THE PROBLEM →
Copy out each line below containing "Lobby".

DATA SHOWN →
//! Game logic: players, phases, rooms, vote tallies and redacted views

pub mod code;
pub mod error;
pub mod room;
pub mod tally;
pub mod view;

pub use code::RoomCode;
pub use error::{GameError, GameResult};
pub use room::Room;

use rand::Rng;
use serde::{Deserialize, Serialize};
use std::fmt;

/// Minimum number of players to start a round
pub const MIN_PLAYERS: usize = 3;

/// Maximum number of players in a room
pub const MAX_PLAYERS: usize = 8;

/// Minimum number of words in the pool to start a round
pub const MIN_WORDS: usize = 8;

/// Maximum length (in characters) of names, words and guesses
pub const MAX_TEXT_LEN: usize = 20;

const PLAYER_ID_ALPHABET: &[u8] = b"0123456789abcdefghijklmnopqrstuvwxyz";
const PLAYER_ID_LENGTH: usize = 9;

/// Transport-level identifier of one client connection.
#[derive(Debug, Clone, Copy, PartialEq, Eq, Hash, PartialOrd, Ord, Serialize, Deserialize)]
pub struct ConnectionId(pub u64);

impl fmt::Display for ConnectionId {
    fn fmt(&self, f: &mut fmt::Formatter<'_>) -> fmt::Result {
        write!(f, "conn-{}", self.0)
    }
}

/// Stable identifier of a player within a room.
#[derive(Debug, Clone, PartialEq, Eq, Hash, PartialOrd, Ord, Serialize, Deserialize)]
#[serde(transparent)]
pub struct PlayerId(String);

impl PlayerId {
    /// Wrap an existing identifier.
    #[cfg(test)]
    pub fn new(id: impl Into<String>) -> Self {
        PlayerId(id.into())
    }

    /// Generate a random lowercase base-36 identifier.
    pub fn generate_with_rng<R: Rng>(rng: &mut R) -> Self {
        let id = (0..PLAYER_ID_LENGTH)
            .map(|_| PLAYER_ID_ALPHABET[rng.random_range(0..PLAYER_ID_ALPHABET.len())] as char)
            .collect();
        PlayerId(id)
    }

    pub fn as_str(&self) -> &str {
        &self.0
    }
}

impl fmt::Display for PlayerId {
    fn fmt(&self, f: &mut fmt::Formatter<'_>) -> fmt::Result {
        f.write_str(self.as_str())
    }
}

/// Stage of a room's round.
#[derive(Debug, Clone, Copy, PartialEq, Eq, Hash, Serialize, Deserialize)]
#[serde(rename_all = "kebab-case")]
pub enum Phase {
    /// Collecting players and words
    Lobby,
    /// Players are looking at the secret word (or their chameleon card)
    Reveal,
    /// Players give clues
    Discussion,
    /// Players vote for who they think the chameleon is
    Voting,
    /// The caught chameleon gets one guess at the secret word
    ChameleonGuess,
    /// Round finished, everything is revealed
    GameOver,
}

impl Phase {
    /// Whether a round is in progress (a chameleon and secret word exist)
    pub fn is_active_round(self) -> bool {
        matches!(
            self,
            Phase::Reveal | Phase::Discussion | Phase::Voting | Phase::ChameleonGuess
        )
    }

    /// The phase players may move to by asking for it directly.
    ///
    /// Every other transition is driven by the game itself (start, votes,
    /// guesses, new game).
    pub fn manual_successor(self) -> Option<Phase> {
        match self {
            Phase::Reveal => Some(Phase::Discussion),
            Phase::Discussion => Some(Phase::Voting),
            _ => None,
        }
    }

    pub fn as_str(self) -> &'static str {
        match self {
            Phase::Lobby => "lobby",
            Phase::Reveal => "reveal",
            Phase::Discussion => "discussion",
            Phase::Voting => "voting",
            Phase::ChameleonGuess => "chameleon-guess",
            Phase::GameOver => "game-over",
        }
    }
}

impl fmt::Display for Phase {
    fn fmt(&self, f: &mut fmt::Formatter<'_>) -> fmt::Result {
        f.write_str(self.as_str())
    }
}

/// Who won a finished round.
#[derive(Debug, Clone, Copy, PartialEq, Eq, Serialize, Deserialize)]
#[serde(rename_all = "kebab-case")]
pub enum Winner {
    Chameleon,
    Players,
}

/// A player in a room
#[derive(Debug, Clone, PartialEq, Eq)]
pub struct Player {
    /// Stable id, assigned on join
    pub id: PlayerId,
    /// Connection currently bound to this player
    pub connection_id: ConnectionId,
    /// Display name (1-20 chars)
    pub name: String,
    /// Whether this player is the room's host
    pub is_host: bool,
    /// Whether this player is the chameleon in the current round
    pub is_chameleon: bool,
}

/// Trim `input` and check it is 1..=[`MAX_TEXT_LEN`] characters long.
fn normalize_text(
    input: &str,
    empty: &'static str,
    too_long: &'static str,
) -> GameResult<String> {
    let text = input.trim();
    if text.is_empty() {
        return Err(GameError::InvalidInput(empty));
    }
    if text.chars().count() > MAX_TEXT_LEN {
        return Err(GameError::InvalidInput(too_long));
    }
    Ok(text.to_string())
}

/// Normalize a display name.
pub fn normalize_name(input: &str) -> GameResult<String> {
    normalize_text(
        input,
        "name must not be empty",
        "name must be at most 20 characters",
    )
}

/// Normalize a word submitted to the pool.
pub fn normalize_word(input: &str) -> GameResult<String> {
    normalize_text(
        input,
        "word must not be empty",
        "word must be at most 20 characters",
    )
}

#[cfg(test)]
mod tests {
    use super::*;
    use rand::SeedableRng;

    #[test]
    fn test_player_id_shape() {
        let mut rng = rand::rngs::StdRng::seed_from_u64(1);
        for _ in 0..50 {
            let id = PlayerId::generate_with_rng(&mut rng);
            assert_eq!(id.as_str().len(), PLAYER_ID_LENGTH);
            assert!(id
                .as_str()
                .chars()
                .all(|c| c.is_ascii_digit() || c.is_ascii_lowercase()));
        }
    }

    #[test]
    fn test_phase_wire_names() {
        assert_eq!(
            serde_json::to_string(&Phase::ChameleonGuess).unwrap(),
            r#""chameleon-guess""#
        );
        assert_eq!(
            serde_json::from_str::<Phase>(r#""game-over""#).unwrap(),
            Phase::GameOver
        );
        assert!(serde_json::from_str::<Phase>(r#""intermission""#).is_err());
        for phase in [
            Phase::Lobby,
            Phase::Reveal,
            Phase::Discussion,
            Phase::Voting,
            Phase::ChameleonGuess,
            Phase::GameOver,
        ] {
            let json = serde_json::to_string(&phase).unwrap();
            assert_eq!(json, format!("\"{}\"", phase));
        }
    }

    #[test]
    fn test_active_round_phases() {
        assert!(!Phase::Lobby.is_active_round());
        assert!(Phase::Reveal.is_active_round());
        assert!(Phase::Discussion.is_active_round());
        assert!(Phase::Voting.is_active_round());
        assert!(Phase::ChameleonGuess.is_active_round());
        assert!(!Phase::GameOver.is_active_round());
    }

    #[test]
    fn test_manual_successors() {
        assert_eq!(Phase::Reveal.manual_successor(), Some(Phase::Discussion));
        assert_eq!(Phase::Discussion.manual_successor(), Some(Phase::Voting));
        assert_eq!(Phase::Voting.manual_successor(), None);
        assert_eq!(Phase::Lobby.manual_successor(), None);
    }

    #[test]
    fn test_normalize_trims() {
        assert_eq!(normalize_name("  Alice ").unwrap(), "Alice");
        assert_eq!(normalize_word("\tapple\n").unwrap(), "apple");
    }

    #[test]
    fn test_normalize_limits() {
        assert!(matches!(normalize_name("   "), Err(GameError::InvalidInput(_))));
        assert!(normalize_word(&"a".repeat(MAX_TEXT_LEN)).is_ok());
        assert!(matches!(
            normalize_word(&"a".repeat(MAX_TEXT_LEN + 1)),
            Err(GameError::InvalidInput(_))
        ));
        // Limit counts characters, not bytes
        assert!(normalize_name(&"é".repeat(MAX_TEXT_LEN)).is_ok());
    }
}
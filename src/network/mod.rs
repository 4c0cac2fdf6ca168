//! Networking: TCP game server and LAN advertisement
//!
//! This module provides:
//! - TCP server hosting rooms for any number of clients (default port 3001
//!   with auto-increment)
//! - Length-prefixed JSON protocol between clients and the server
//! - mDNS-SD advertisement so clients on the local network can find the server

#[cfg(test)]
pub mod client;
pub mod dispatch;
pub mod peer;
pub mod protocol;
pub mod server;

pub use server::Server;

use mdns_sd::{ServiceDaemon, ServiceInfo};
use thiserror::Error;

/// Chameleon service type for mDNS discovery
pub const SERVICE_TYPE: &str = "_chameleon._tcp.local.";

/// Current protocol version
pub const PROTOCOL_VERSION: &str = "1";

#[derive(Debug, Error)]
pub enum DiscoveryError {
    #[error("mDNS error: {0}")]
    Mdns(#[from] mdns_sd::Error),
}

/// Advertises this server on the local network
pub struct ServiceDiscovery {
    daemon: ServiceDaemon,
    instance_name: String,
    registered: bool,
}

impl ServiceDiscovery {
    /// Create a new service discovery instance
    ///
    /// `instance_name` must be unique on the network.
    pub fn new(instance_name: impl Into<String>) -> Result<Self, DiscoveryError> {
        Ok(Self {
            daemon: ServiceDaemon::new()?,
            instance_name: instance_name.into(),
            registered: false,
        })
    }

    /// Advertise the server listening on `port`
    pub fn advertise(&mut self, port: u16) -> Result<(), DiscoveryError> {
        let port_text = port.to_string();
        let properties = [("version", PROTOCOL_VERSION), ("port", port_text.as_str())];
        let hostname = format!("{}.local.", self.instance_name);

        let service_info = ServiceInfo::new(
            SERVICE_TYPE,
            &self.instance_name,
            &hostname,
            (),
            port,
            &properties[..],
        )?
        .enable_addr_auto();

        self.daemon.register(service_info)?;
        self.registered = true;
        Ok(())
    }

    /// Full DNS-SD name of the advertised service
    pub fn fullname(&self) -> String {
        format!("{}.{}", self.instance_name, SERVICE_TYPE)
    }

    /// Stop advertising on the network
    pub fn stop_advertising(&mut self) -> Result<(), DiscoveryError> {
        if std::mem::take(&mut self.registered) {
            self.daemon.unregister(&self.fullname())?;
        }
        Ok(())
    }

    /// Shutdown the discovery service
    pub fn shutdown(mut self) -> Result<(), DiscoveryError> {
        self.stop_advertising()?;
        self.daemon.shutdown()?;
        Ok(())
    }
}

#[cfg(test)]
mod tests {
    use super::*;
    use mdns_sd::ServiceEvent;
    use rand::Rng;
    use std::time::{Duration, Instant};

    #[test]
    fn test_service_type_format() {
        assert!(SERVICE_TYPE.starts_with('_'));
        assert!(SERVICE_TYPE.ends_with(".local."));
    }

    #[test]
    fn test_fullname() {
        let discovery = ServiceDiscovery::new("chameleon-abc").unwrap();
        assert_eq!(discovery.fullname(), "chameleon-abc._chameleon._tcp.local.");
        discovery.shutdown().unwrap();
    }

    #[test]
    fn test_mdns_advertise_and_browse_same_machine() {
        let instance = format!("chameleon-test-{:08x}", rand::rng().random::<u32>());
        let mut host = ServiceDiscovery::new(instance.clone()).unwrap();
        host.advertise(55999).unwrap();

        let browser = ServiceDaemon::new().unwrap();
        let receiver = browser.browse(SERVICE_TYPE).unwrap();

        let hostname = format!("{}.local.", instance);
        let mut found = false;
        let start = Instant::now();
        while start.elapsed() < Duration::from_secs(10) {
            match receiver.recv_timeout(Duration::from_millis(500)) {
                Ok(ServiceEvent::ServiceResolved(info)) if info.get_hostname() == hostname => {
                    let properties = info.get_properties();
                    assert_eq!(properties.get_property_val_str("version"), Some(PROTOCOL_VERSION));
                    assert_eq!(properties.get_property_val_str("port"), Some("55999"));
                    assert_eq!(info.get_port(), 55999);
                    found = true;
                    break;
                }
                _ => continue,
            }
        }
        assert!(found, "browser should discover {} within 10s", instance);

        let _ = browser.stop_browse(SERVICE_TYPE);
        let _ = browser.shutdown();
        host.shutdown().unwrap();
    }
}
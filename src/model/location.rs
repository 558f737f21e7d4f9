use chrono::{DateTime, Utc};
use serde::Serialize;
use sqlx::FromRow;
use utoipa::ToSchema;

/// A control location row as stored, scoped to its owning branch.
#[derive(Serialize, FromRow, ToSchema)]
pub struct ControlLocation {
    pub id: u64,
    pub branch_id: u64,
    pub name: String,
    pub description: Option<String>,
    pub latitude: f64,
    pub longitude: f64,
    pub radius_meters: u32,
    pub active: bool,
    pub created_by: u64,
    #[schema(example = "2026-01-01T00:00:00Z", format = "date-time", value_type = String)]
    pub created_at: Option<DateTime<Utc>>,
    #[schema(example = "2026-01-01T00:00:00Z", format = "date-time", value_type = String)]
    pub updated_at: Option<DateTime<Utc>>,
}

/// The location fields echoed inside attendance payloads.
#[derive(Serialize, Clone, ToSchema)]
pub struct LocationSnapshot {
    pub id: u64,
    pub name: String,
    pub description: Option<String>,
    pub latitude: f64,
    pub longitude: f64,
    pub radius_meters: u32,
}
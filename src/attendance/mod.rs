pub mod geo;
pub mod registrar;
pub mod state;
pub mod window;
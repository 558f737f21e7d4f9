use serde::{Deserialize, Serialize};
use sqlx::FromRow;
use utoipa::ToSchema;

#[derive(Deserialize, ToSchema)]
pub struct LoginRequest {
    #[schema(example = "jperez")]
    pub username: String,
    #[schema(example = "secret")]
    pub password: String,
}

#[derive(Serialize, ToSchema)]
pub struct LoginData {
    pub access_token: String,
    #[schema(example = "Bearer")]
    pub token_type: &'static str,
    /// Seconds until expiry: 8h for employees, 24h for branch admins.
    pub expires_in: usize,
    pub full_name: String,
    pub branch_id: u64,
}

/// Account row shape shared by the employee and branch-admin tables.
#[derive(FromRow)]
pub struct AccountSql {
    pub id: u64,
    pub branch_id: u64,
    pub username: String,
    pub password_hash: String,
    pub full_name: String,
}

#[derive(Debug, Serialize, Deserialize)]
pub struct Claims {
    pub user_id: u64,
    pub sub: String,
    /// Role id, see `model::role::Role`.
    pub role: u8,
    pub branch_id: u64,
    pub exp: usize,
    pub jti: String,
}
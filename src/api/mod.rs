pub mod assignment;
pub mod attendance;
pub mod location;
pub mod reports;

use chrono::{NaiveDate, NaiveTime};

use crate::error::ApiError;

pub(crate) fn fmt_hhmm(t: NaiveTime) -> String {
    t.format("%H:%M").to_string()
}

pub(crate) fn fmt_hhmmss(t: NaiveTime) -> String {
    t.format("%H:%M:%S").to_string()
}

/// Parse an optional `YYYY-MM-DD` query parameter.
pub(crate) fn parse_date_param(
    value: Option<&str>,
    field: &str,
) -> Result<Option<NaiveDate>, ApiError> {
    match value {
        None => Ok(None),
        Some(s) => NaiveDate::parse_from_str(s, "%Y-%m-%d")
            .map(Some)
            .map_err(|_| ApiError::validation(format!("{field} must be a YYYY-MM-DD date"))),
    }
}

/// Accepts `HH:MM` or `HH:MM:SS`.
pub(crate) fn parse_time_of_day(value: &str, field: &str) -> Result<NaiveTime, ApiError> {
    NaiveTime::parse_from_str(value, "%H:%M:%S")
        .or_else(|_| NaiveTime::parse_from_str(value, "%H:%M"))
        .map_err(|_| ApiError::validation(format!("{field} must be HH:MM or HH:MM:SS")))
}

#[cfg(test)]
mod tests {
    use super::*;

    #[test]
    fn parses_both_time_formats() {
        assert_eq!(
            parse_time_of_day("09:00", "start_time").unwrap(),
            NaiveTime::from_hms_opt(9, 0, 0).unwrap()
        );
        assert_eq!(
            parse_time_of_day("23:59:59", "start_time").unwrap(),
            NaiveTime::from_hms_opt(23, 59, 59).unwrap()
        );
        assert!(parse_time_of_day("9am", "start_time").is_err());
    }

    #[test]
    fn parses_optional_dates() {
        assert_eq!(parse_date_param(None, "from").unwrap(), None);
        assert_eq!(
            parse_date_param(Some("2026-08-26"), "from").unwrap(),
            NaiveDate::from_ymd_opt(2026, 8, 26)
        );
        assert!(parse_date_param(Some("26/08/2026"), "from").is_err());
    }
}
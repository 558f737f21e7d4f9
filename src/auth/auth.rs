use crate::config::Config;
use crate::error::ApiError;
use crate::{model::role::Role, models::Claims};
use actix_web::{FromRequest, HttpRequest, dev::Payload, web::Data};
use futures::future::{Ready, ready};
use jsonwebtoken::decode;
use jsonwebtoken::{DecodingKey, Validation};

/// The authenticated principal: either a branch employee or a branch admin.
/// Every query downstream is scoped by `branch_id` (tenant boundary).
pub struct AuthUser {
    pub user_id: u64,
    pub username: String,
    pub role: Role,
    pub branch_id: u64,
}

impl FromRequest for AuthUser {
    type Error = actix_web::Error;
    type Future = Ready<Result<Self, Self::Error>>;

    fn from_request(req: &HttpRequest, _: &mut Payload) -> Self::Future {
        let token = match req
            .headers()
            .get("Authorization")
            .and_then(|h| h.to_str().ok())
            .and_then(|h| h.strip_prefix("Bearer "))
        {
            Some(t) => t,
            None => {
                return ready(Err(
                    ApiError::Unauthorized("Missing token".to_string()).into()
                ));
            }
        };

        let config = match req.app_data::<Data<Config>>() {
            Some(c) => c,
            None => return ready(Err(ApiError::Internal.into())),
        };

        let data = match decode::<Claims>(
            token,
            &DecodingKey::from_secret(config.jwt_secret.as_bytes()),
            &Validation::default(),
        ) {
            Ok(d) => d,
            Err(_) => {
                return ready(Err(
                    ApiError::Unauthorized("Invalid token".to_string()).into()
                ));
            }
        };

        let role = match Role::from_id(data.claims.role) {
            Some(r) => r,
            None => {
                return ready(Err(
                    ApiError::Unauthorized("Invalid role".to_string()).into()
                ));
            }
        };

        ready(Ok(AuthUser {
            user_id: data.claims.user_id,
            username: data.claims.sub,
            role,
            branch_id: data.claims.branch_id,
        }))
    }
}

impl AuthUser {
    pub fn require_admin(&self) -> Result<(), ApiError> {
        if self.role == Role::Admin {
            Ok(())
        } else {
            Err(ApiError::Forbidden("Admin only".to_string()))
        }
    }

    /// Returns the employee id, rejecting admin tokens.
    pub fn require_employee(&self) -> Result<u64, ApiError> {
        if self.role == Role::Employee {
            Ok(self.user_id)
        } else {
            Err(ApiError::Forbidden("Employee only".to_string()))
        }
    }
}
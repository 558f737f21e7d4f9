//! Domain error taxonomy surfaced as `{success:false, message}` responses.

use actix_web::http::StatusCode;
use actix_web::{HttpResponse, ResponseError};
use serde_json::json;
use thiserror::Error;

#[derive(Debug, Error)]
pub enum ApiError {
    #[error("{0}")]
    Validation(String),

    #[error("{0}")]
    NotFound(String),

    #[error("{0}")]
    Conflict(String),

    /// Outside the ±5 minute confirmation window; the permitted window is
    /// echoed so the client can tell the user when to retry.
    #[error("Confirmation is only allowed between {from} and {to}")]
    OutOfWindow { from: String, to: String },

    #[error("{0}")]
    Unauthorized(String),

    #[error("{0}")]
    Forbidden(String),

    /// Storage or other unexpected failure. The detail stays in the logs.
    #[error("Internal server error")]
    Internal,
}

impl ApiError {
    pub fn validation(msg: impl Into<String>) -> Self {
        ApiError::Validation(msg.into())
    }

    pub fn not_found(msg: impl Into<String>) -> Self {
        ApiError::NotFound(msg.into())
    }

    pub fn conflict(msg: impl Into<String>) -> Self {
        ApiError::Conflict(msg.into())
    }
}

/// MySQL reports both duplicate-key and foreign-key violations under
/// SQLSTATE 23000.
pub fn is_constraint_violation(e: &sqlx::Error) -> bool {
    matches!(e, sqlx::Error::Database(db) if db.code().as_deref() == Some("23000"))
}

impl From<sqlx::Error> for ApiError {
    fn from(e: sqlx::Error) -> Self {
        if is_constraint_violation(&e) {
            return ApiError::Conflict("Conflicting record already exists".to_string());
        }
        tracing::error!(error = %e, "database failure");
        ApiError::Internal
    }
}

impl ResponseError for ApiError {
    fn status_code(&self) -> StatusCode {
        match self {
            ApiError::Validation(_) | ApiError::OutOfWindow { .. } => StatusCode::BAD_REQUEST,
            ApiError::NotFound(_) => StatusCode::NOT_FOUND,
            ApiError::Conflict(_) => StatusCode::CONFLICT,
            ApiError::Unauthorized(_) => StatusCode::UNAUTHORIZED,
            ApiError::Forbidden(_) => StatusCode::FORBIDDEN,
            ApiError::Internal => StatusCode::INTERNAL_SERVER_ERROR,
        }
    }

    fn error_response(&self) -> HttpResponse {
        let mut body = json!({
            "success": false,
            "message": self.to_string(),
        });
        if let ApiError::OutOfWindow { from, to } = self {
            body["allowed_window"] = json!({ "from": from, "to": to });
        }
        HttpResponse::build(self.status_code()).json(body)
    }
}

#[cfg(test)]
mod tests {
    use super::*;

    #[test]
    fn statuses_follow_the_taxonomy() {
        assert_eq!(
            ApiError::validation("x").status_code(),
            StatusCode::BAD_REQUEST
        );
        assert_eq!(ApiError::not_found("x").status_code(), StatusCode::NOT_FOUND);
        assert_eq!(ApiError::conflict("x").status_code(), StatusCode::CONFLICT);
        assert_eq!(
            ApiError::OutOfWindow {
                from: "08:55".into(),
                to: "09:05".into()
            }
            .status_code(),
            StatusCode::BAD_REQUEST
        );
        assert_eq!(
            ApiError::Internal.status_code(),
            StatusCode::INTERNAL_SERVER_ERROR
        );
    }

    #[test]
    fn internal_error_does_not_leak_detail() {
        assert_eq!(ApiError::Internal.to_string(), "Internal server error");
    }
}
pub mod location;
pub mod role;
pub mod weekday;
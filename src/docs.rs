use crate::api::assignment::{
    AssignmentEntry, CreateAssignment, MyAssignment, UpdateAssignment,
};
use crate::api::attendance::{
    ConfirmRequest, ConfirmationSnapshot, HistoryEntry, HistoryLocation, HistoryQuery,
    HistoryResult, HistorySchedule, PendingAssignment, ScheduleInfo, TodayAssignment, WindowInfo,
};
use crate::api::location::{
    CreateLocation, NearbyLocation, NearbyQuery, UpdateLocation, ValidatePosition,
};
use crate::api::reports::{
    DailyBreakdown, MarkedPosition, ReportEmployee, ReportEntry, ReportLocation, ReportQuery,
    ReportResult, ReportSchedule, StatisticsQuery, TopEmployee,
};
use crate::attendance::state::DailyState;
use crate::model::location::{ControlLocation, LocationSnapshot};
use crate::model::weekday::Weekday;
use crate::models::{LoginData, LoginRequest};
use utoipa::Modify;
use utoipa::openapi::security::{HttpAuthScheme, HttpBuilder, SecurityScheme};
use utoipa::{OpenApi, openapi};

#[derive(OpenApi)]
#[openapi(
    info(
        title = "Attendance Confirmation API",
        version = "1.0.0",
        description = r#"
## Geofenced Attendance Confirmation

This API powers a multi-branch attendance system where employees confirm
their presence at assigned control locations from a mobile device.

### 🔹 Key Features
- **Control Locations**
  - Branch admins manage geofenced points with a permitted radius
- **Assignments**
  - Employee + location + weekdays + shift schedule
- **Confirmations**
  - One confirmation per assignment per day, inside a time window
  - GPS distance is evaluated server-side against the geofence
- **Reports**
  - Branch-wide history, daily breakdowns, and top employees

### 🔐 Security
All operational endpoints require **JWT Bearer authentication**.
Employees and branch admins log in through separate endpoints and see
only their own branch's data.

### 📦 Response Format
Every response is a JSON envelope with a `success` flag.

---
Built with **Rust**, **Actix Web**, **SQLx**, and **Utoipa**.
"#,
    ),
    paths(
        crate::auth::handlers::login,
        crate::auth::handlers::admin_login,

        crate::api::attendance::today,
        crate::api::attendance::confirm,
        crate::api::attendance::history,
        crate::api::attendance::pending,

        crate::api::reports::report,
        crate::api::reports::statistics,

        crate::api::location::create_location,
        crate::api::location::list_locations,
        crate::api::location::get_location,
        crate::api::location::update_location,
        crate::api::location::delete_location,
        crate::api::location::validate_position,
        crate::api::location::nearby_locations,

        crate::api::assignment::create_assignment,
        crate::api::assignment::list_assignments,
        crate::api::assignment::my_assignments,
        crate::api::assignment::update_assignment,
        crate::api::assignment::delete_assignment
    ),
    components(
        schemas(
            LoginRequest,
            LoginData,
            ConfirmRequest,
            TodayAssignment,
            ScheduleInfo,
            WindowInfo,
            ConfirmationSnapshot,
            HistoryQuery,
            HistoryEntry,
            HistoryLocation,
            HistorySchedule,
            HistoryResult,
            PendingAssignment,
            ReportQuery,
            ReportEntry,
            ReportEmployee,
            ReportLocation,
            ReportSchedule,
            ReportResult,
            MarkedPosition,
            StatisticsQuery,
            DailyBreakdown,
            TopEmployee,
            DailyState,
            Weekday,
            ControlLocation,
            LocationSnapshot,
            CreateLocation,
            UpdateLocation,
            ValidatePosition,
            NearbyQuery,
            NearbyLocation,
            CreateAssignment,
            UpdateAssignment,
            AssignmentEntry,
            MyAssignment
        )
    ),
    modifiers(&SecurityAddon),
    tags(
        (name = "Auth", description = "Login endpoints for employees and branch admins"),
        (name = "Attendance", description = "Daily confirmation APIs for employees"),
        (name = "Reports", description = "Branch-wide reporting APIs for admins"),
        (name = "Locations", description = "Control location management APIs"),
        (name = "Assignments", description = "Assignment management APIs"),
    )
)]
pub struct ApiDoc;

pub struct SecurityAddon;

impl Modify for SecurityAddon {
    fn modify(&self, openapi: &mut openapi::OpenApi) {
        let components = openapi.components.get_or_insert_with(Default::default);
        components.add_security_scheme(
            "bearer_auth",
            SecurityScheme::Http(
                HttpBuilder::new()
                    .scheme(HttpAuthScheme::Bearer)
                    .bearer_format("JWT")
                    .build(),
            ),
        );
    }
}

FINISHED EXERCISE →
    Lobby,
            Phase::Lobby => "lobby",
            Phase::Lobby,
        assert!(!Phase::Lobby.is_active_round());
        assert_eq!(Phase::Lobby.manual_successor(), None);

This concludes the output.